- [ABOUT THIS EXERCISE] Return every line from the records below that has the word "Serialize".

^^^^^^^^^^^^^^^^

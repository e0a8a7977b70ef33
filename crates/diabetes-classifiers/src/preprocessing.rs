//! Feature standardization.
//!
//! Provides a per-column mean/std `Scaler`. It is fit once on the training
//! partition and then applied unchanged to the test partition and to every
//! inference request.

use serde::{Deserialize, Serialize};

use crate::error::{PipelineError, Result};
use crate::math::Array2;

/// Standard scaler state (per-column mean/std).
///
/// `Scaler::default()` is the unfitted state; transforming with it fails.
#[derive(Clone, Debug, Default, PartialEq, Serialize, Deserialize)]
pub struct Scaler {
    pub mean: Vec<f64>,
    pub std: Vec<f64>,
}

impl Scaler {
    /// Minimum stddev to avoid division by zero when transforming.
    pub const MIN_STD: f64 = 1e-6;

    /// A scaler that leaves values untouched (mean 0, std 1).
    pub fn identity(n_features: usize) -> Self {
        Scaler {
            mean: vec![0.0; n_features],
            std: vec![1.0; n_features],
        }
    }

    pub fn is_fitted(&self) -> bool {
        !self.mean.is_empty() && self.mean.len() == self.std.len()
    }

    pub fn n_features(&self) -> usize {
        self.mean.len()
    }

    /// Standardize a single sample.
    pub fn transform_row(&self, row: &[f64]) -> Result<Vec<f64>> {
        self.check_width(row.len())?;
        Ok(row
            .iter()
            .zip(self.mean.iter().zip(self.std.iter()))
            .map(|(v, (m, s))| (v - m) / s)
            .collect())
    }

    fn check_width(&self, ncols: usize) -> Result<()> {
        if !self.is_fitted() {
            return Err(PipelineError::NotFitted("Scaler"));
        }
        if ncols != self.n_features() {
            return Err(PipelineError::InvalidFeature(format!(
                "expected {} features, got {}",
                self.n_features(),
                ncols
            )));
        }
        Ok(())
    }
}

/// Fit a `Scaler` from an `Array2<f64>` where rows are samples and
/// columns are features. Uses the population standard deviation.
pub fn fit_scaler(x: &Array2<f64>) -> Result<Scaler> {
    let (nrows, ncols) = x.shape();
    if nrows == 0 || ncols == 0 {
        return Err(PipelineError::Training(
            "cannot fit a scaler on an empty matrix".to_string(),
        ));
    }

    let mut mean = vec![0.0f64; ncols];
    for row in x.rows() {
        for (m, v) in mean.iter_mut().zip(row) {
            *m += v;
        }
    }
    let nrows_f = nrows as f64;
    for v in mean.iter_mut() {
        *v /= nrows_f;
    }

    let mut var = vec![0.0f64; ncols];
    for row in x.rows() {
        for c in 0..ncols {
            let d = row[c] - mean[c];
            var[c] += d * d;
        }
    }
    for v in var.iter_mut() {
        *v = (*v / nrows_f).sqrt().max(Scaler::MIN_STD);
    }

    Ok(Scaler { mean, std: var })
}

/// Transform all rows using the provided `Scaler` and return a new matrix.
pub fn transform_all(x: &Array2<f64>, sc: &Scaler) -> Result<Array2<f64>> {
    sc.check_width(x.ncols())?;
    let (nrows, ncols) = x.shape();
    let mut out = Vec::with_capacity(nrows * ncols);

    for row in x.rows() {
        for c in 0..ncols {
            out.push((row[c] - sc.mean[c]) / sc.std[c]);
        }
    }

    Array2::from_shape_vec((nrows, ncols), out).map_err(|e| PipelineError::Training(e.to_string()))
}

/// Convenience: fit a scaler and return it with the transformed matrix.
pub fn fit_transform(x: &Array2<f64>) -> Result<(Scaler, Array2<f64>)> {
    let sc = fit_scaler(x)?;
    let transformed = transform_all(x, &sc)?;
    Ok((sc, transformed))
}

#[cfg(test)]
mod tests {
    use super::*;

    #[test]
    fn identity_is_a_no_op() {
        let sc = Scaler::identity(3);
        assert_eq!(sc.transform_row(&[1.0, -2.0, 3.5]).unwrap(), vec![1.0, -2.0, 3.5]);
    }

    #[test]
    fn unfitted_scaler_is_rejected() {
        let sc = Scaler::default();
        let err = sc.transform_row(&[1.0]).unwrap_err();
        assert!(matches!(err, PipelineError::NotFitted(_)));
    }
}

^^^^^^^^^^^^^^^^

- [ANSWER TO THIS TASK]
use serde::{Deserialize, Serialize};
#[derive(Clone, Debug, Default, PartialEq, Serialize, Deserialize)]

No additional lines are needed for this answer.